Arango et al21 found that exposure of colon cancer cells to oxaliplatin resulted in G2/M arrest and apoptosis. Cheng et al22 found that there was a significant increase in the G2/M population in ERCC1-low HCC827 and PC9 cells induced by either cisplatin or olaparib, and that the combination of cisplatin and olaparib led to an even more prominent G2/M arrest than either agent alone. Our results suggest that oxaliplatin alone can cause G2/M arrest (P<0.05), and that cells treated with combination of olaparib and oxaliplatin have more G2/M-phase cells than control cells (P<0.01). Additionally, our study found that cells treated with combination of olaparib and oxaliplatin have more G2/M-phase cells than cells treated with oxaliplatin alone (P<0.05). Taken together, these results show that olaparib and oxaliplatin have a synergistic effect on G2/M arrest, and that olaparib helps oxaliplatin to arrest CRC cells in G2/M-phase.

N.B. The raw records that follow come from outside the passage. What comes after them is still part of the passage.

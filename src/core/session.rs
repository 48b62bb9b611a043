//! # Group Session
//!
//! Who is deciding, and the preferences they picked. Every command takes the
//! session by value and returns the updated one; nothing mutates in place.
//!
//! The filters are recorded only. They are not applied to the deck.

use serde::{Deserialize, Serialize};

pub const SOLO_MEMBER: &str = "You";

pub const MIN_RADIUS: f64 = 1.0;
pub const MAX_RADIUS: f64 = 25.0;

pub const DIETARY_OPTIONS: [&str; 5] = ["Vegetarian", "Vegan", "Gluten-Free", "Dairy-Free", "Nut-Free"];
pub const VIBE_OPTIONS: [&str; 5] = ["Casual", "Upscale", "Fast", "Family-Friendly", "Date Night"];

#[derive(Serialize, Deserialize, Clone, Debug, PartialEq)]
pub struct Session {
    pub name: String,
    pub members: Vec<String>,
    /// Miles.
    pub location_radius: f64,
    pub dietary_filters: Vec<String>,
    pub vibe_filters: Vec<String>,
}

impl Default for Session {
    fn default() -> Self {
        Self::sample()
    }
}

impl Session {
    /// The built-in "Friday Night Dinner" group.
    pub fn sample() -> Self {
        Self {
            name: "Friday Night Dinner".to_string(),
            members: ["You", "Alex", "Taylor", "Jordan"]
                .iter()
                .map(|m| m.to_string())
                .collect(),
            location_radius: 5.0,
            dietary_filters: vec!["Vegetarian Option".to_string()],
            vibe_filters: vec!["Casual".to_string()],
        }
    }

    /// Collapse the group to a single participant.
    pub fn solo(self) -> Self {
        Self {
            members: vec![SOLO_MEMBER.to_string()],
            ..self
        }
    }

    /// Set the radius, snapped to whole miles within `1..=25`.
    pub fn with_radius(self, radius: f64) -> Self {
        let radius = if radius.is_finite() {
            radius.round().clamp(MIN_RADIUS, MAX_RADIUS)
        } else {
            self.location_radius
        };
        Self {
            location_radius: radius,
            ..self
        }
    }

    pub fn toggle_dietary(self, option: &str) -> Self {
        Self {
            dietary_filters: toggled(self.dietary_filters, option),
            ..self
        }
    }

    pub fn toggle_vibe(self, option: &str) -> Self {
        Self {
            vibe_filters: toggled(self.vibe_filters, option),
            ..self
        }
    }

    pub fn has_dietary(&self, option: &str) -> bool {
        self.dietary_filters.iter().any(|f| f == option)
    }

    pub fn has_vibe(&self, option: &str) -> bool {
        self.vibe_filters.iter().any(|f| f == option)
    }

    /// Radius as shown on the filters screen.
    pub fn radius_label(&self) -> String {
        format!("Within {} miles", self.location_radius as i64)
    }
}

/// Remove every copy of `option` if present, otherwise append it once.
fn toggled(mut set: Vec<String>, option: &str) -> Vec<String> {
    if set.iter().any(|f| f == option) {
        set.retain(|f| f != option);
    } else {
        set.push(option.to_string());
    }
    set
}

#[cfg(test)]
mod tests {
    use super::*;

    #[test]
    fn test_sample_group() {
        let s = Session::sample();
        assert_eq!(s.members, vec!["You", "Alex", "Taylor", "Jordan"]);
        assert_eq!(s.location_radius, 5.0);
    }

    #[test]
    fn test_solo_keeps_filters() {
        let s = Session::sample().solo();
        assert_eq!(s.members, vec!["You"]);
        assert_eq!(s.vibe_filters, vec!["Casual"]);
        assert_eq!(s.name, "Friday Night Dinner");
    }

    #[test]
    fn test_radius_clamped_and_stepped() {
        let s = Session::sample();
        assert_eq!(s.clone().with_radius(12.4).location_radius, 12.0);
        assert_eq!(s.clone().with_radius(0.0).location_radius, 1.0);
        assert_eq!(s.clone().with_radius(100.0).location_radius, 25.0);
        assert_eq!(s.with_radius(f64::NAN).location_radius, 5.0);
    }

    #[test]
    fn test_toggle_adds_then_removes() {
        let s = Session::sample().toggle_dietary("Vegan");
        assert!(s.has_dietary("Vegan"));
        let s = s.toggle_dietary("Vegan");
        assert!(!s.has_dietary("Vegan"));
        assert_eq!(s.dietary_filters, vec!["Vegetarian Option"]);
    }

    #[test]
    fn test_toggle_never_duplicates() {
        let mut s = Session::sample();
        s.vibe_filters = vec!["Fast".into(), "Fast".into()];
        let s = s.toggle_vibe("Fast");
        assert!(s.vibe_filters.is_empty());
        let s = s.toggle_vibe("Fast").toggle_vibe("Upscale");
        assert_eq!(s.vibe_filters, vec!["Fast", "Upscale"]);
    }

    #[test]
    fn test_radius_label() {
        assert_eq!(Session::sample().radius_label(), "Within 5 miles");
    }
}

We performed the in vivo experiments using an SW480 CRC cells xenograft model. When analyzing the data on tumor volume, we compared the differences between the total curves of the groups, rather than the differences at specific times, such as at 22, 25, or 28 days following the first administration. Olaparib or oxaliplatin treatments alone did not slow tumor growth (P>0.05). However, when compared with controls, the combination of olaparib and oxaliplatin delayed tumor growth (P<0.05). Consequently, we conclude that olaparib helps oxaliplatin to slow tumor growth. Immunohistochemical staining of Ki67 showed that proliferation in the combined treatment group was lower than that of the other groups.

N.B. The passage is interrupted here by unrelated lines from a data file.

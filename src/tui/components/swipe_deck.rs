//! # SwipeDeck Component
//!
//! Renders the top card of the deck, shifted by the in-progress drag, with
//! the reject/accept buttons underneath. Only the top card is drawn.
//!
//! ## Points to cells
//!
//! Gestures are measured in points. A terminal cell is treated as
//! `POINTS_PER_COL` wide and `POINTS_PER_ROW` tall, so a 120 pt swipe is a
//! 15-column drag.
//!
//! ## Hit testing
//!
//! `render()` records where the top card landed in `card_area`. The event
//! loop only starts a gesture when the mouse goes down inside it.

use ratatui::Frame;
use ratatui::layout::{Alignment, Constraint, Flex, Layout, Rect};
use ratatui::style::{Color, Modifier, Style};
use ratatui::text::{Line, Span};
use ratatui::widgets::{Block, BorderType, Paragraph, Wrap};

use crate::core::catalog::Catalog;
use crate::core::deck::Deck;
use crate::core::gesture::{CardTransform, SWIPE_THRESHOLD};
use crate::core::item::Dish;
use crate::tui::component::Component;
use crate::tui::components::primary_button;
use crate::tui::theme;

pub const POINTS_PER_COL: f64 = 8.0;
pub const POINTS_PER_ROW: f64 = 16.0;

const CARD_WIDTH: u16 = 44;
const CARD_HEIGHT: u16 = 12;
const BUTTON_ROWS: u16 = 3;

/// Rotation (degrees) at which the like/nope stamp starts showing.
const TILT_HINT_DEGREES: f64 = 0.5;

pub const EMPTY_MESSAGE: &str = "You've swiped through all dishes!";

pub struct SwipeDeck<'a> {
    pub deck: &'a Deck,
    pub catalog: &'a Catalog,
    pub transform: CardTransform,
    /// Output: where the top card was drawn this frame.
    pub card_area: Option<Rect>,
}

impl<'a> SwipeDeck<'a> {
    pub fn new(deck: &'a Deck, catalog: &'a Catalog, transform: CardTransform) -> Self {
        Self {
            deck,
            catalog,
            transform,
            card_area: None,
        }
    }

    fn render_empty(&self, frame: &mut Frame, area: Rect) {
        let lines = vec![
            Line::from(Span::styled("✓", Style::default().fg(theme::ACCENT))),
            Line::default(),
            Line::from(Span::styled(
                EMPTY_MESSAGE,
                Style::default()
                    .fg(theme::TITLE_TEXT)
                    .add_modifier(Modifier::BOLD),
            )),
            Line::default(),
            primary_button("Enter", "See Results"),
        ];
        let [center] = Layout::vertical([Constraint::Length(lines.len() as u16)])
            .flex(Flex::Center)
            .areas(area);
        frame.render_widget(Paragraph::new(lines).alignment(Alignment::Center), center);
    }

    fn render_buttons(&self, frame: &mut Frame, area: Rect) {
        let buttons = Line::from(vec![
            Span::styled(" [←] ✗ Nope ", Style::default().fg(theme::REJECT).add_modifier(Modifier::BOLD)),
            Span::raw("        "),
            Span::styled(" [→] ♥ Like ", Style::default().fg(theme::PRIMARY).add_modifier(Modifier::BOLD)),
        ]);
        let remaining = Line::from(Span::styled(
            format!("{} left", self.deck.len()),
            theme::muted(),
        ));
        frame.render_widget(
            Paragraph::new(vec![Line::default(), buttons, remaining]).alignment(Alignment::Center),
            area,
        );
    }
}

/// Centered card rect, shifted by the transform and kept inside `area`.
pub fn card_rect(area: Rect, transform: CardTransform) -> Rect {
    let width = CARD_WIDTH.min(area.width);
    let height = CARD_HEIGHT.min(area.height);
    let base_x = area.x as f64 + (area.width - width) as f64 / 2.0;
    let base_y = area.y as f64 + (area.height - height) as f64 / 2.0;

    let max_x = (area.x + area.width - width) as f64;
    let max_y = (area.y + area.height - height) as f64;
    let x = (base_x + transform.offset_x / POINTS_PER_COL).round().clamp(area.x as f64, max_x);
    let y = (base_y + transform.offset_y / POINTS_PER_ROW).round().clamp(area.y as f64, max_y);

    Rect::new(x as u16, y as u16, width, height)
}

/// Stamp shown on the card while it is tilted. Bold once a release would
/// count as a decision.
fn tilt_stamp(transform: CardTransform) -> Option<Span<'static>> {
    let decisive = transform.offset_x.abs() > SWIPE_THRESHOLD;
    let stamp_style = |color: Color| {
        let base = Style::default().fg(color);
        if decisive {
            base.add_modifier(Modifier::BOLD | Modifier::REVERSED)
        } else {
            base
        }
    };
    if transform.rotation_degrees > TILT_HINT_DEGREES {
        Some(Span::styled(" ♥ LIKE ", stamp_style(theme::PRIMARY)))
    } else if transform.rotation_degrees < -TILT_HINT_DEGREES {
        Some(Span::styled(" ✗ NOPE ", stamp_style(theme::REJECT)))
    } else {
        None
    }
}

/// Lean glyph drawn in the card's top corner, derived from the rotation hint.
fn lean(rotation_degrees: f64) -> &'static str {
    if rotation_degrees > TILT_HINT_DEGREES {
        "╱"
    } else if rotation_degrees < -TILT_HINT_DEGREES {
        "╲"
    } else {
        "│"
    }
}

fn dish_card<'a>(dish: &'a Dish, catalog: &'a Catalog, transform: CardTransform) -> Paragraph<'a> {
    let mut block = Block::bordered()
        .border_type(BorderType::Rounded)
        .border_style(Style::default().fg(theme::SECONDARY))
        .title(Line::from(lean(transform.rotation_degrees)).left_aligned());
    if let Some(stamp) = tilt_stamp(transform) {
        block = block.title(Line::from(stamp).right_aligned());
    }

    let mut lines = vec![
        Line::from(Span::styled(
            dish.name.as_str(),
            Style::default()
                .fg(theme::TITLE_TEXT)
                .add_modifier(Modifier::BOLD),
        )),
        Line::from(Span::styled(
            dish.formatted_price(),
            Style::default()
                .fg(theme::PRIMARY)
                .add_modifier(Modifier::BOLD),
        )),
        Line::default(),
        Line::from(Span::styled(dish.description.as_str(), Style::default().fg(theme::BODY_TEXT))),
    ];
    if !dish.dietary_tags.is_empty() {
        lines.push(Line::default());
        lines.push(Line::from(Span::styled(
            dish.dietary_tags.join(" · "),
            Style::default().fg(theme::ACCENT),
        )));
    }
    if let Some(restaurant) = catalog.restaurant_for(dish) {
        lines.push(Line::default());
        lines.push(Line::from(Span::styled(
            format!("{} · {}", restaurant.name, restaurant.price_label()),
            theme::muted(),
        )));
    }

    Paragraph::new(lines).block(block).wrap(Wrap { trim: true })
}

impl Component for SwipeDeck<'_> {
    fn render(&mut self, frame: &mut Frame, area: Rect) {
        self.card_area = None;

        let Some(top) = self.deck.top_card() else {
            self.render_empty(frame, area);
            return;
        };

        let [card_zone, button_zone] =
            Layout::vertical([Constraint::Min(0), Constraint::Length(BUTTON_ROWS)]).areas(area);

        let rect = card_rect(card_zone, self.transform);
        frame.render_widget(dish_card(top, self.catalog, self.transform), rect);
        self.card_area = Some(rect);

        self.render_buttons(frame, button_zone);
    }
}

When we compared the effects on tumor volume, we demonstrated that treatment with oxaliplatin alone did not slow tumor growth (P>0.05), but that the combination of olaparib and oxaliplatin did (P<0.05). However, our results do not prove that tumor cells treated with olaparib and oxaliplatin are of less volume or weight than those treated with oxaliplatin. This is a limitation of our study. We plan further studies exploring the combination of olaparib and oxaliplatin.
The Sun Yat-sen University and First Affiliated Hospital Institutional Ethical Board approved the use of athymic nude mice for research purposes in this study (no 2013-147). No ethics statement was required from the institutional review board for the use of human cell lines. All animal-handling procedures were performed according to the Guide for the Care and Use of Laboratory Animals of the National Institutes of Health and followed the guidelines of the Animal Welfare Act. The manuscript does not describe clinical studies, and does not include patient data.
This study was supported by grants from the National Natural Science Foundation of China (NSFC-2011-81172339) and Guangdong Natural Science Foundation (2011B031800118).
The authors report no conflicts of interests in this work.